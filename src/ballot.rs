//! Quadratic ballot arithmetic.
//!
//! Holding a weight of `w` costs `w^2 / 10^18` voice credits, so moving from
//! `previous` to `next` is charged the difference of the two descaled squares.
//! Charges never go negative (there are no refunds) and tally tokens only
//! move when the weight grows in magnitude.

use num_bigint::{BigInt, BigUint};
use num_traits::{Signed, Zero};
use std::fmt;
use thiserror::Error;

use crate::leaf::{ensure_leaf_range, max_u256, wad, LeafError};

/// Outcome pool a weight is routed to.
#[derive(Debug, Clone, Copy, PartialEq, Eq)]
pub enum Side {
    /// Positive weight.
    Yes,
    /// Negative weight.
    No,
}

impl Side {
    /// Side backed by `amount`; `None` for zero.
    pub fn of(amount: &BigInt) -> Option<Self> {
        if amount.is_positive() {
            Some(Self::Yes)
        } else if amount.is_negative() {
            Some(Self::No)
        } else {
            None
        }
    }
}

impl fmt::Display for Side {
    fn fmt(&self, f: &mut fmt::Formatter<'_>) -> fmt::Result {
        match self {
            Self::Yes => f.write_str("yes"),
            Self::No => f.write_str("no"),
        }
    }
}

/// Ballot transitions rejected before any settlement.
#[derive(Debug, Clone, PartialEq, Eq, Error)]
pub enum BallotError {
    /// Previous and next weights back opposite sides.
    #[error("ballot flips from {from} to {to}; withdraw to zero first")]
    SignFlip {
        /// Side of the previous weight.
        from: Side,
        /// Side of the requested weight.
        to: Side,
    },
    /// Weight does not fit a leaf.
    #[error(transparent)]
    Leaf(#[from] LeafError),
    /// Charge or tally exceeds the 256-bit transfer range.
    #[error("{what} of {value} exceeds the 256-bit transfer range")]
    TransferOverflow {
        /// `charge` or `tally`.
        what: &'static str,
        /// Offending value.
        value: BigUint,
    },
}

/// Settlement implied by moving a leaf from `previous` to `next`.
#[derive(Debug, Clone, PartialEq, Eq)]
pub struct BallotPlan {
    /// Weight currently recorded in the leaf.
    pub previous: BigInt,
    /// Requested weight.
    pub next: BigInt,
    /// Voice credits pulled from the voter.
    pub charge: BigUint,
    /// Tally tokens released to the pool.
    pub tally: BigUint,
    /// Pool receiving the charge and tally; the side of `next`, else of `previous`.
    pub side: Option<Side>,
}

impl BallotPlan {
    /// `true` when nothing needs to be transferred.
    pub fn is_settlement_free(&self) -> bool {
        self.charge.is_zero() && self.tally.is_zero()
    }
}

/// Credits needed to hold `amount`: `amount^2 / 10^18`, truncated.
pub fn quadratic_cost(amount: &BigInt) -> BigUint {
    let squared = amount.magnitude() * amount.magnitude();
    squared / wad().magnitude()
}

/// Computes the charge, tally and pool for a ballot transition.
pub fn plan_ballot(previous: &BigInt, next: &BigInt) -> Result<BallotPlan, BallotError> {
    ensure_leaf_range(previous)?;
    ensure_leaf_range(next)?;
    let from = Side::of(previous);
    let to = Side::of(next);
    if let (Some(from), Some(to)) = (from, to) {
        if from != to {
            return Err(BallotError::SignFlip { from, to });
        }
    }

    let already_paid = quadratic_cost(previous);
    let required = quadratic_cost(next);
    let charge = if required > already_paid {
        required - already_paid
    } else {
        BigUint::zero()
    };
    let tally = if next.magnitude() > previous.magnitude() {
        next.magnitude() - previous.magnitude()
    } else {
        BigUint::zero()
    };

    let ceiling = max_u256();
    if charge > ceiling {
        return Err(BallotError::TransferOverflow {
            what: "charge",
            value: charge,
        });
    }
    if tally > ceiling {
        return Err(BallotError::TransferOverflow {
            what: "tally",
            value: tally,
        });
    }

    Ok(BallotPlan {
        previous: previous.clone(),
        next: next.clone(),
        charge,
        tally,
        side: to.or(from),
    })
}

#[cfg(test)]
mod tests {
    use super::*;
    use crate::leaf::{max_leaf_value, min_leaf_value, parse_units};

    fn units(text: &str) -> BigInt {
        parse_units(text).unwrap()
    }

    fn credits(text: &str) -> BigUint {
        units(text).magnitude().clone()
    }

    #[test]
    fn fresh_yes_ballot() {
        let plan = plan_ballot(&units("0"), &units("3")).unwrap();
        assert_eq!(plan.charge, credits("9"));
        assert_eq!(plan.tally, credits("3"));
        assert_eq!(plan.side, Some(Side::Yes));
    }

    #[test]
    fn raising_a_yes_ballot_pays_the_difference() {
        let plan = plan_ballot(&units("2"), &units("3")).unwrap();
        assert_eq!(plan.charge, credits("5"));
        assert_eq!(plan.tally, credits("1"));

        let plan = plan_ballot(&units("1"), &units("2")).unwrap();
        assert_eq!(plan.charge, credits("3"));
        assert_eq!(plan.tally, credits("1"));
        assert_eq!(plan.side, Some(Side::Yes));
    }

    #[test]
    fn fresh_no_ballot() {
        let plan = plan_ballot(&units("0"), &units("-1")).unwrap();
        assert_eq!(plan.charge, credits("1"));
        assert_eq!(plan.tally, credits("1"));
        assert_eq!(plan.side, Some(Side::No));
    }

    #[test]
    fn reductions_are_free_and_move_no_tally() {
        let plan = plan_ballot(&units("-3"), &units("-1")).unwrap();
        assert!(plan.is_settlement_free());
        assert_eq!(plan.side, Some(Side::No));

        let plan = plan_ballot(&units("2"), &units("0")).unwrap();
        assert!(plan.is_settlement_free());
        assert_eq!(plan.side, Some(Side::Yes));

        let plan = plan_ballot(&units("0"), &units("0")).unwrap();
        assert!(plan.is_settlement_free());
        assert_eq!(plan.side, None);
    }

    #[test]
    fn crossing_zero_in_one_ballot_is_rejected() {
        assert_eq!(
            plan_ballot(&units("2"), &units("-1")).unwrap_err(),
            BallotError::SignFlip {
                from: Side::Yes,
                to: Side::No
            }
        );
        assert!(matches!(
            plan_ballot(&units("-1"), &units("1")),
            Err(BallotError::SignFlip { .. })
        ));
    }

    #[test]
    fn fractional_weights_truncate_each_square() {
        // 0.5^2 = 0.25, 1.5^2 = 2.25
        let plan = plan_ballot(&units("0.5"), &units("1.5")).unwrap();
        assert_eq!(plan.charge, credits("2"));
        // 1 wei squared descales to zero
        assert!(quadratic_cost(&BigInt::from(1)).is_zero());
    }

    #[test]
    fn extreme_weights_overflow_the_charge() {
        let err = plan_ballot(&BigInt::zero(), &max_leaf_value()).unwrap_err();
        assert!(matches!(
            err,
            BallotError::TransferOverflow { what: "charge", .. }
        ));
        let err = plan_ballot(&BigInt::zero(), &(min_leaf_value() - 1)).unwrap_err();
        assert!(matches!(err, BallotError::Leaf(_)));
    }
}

•••••

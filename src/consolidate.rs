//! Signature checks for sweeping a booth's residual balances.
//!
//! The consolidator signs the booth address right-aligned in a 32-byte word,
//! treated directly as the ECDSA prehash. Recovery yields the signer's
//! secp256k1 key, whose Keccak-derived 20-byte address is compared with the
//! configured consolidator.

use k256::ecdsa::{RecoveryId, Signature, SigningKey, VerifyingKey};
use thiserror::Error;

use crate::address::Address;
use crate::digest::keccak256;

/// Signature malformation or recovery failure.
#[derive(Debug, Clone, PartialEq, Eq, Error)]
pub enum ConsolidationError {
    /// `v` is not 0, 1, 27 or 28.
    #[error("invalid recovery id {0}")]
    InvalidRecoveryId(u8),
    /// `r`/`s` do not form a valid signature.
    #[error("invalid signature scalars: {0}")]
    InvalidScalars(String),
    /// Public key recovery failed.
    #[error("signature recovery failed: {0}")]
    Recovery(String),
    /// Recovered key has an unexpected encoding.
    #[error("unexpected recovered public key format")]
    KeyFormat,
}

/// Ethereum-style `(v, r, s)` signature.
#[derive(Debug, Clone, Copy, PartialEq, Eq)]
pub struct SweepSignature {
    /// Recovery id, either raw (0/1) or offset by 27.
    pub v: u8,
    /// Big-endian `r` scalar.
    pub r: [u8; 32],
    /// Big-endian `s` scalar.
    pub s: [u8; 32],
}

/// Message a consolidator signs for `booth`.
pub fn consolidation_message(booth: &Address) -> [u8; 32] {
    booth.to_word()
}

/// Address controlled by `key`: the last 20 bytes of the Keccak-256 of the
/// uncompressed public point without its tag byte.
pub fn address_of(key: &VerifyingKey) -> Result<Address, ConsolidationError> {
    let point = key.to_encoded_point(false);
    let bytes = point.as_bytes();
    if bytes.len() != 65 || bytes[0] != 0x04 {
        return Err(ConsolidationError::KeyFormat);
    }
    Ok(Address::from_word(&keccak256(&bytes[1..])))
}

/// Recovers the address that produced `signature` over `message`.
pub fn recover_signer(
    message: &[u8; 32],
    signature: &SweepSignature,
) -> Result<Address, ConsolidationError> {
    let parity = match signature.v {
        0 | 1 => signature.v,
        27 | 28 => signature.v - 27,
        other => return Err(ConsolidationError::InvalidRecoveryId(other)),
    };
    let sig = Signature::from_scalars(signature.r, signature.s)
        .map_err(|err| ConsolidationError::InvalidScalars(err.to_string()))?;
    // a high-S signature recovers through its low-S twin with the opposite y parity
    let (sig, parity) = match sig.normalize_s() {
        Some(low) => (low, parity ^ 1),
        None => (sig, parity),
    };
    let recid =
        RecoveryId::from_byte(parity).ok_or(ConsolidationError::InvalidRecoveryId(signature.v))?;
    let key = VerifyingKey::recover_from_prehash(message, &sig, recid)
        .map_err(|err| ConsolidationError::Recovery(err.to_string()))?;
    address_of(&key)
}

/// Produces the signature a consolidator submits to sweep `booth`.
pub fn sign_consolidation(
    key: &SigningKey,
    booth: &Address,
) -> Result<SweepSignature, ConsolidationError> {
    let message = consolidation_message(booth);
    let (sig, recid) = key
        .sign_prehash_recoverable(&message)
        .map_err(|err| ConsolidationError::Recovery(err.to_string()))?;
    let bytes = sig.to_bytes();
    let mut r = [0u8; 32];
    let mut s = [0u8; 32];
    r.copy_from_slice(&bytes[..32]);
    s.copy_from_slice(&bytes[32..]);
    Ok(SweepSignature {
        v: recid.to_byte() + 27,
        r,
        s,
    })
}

•••••

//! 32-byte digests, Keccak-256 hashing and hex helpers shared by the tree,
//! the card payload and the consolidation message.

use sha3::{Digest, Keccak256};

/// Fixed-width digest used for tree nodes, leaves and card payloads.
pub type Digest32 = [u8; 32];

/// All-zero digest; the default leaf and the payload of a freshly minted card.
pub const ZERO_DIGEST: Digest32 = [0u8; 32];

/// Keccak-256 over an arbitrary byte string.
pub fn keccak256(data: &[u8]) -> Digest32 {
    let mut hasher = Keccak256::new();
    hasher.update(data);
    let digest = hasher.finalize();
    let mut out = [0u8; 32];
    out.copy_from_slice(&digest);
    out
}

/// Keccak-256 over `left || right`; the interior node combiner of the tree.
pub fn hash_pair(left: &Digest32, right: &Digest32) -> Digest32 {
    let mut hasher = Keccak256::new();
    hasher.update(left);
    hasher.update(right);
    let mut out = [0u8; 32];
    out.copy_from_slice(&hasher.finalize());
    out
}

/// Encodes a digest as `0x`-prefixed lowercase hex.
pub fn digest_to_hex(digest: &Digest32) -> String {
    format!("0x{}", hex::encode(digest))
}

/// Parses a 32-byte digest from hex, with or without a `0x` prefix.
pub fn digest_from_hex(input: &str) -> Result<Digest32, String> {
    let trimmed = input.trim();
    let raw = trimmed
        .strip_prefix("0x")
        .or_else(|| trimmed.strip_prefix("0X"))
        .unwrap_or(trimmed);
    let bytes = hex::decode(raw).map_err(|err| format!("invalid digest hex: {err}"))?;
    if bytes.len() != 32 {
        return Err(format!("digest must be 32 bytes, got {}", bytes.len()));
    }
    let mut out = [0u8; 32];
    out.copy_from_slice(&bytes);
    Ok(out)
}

•••••

[Try it]
In the entries above, find lines with "BallotError" and copy each.

[Written response]
pub enum BallotError {
pub fn plan_ballot(previous: &BigInt, next: &BigInt) -> Result<BallotPlan, BallotError> {
            return Err(BallotError::SignFlip { from, to });
        return Err(BallotError::TransferOverflow {
        return Err(BallotError::TransferOverflow {
            BallotError::SignFlip {
            Err(BallotError::SignFlip { .. })
            BallotError::TransferOverflow { what: "charge", .. }
        assert!(matches!(err, BallotError::Leaf(_)));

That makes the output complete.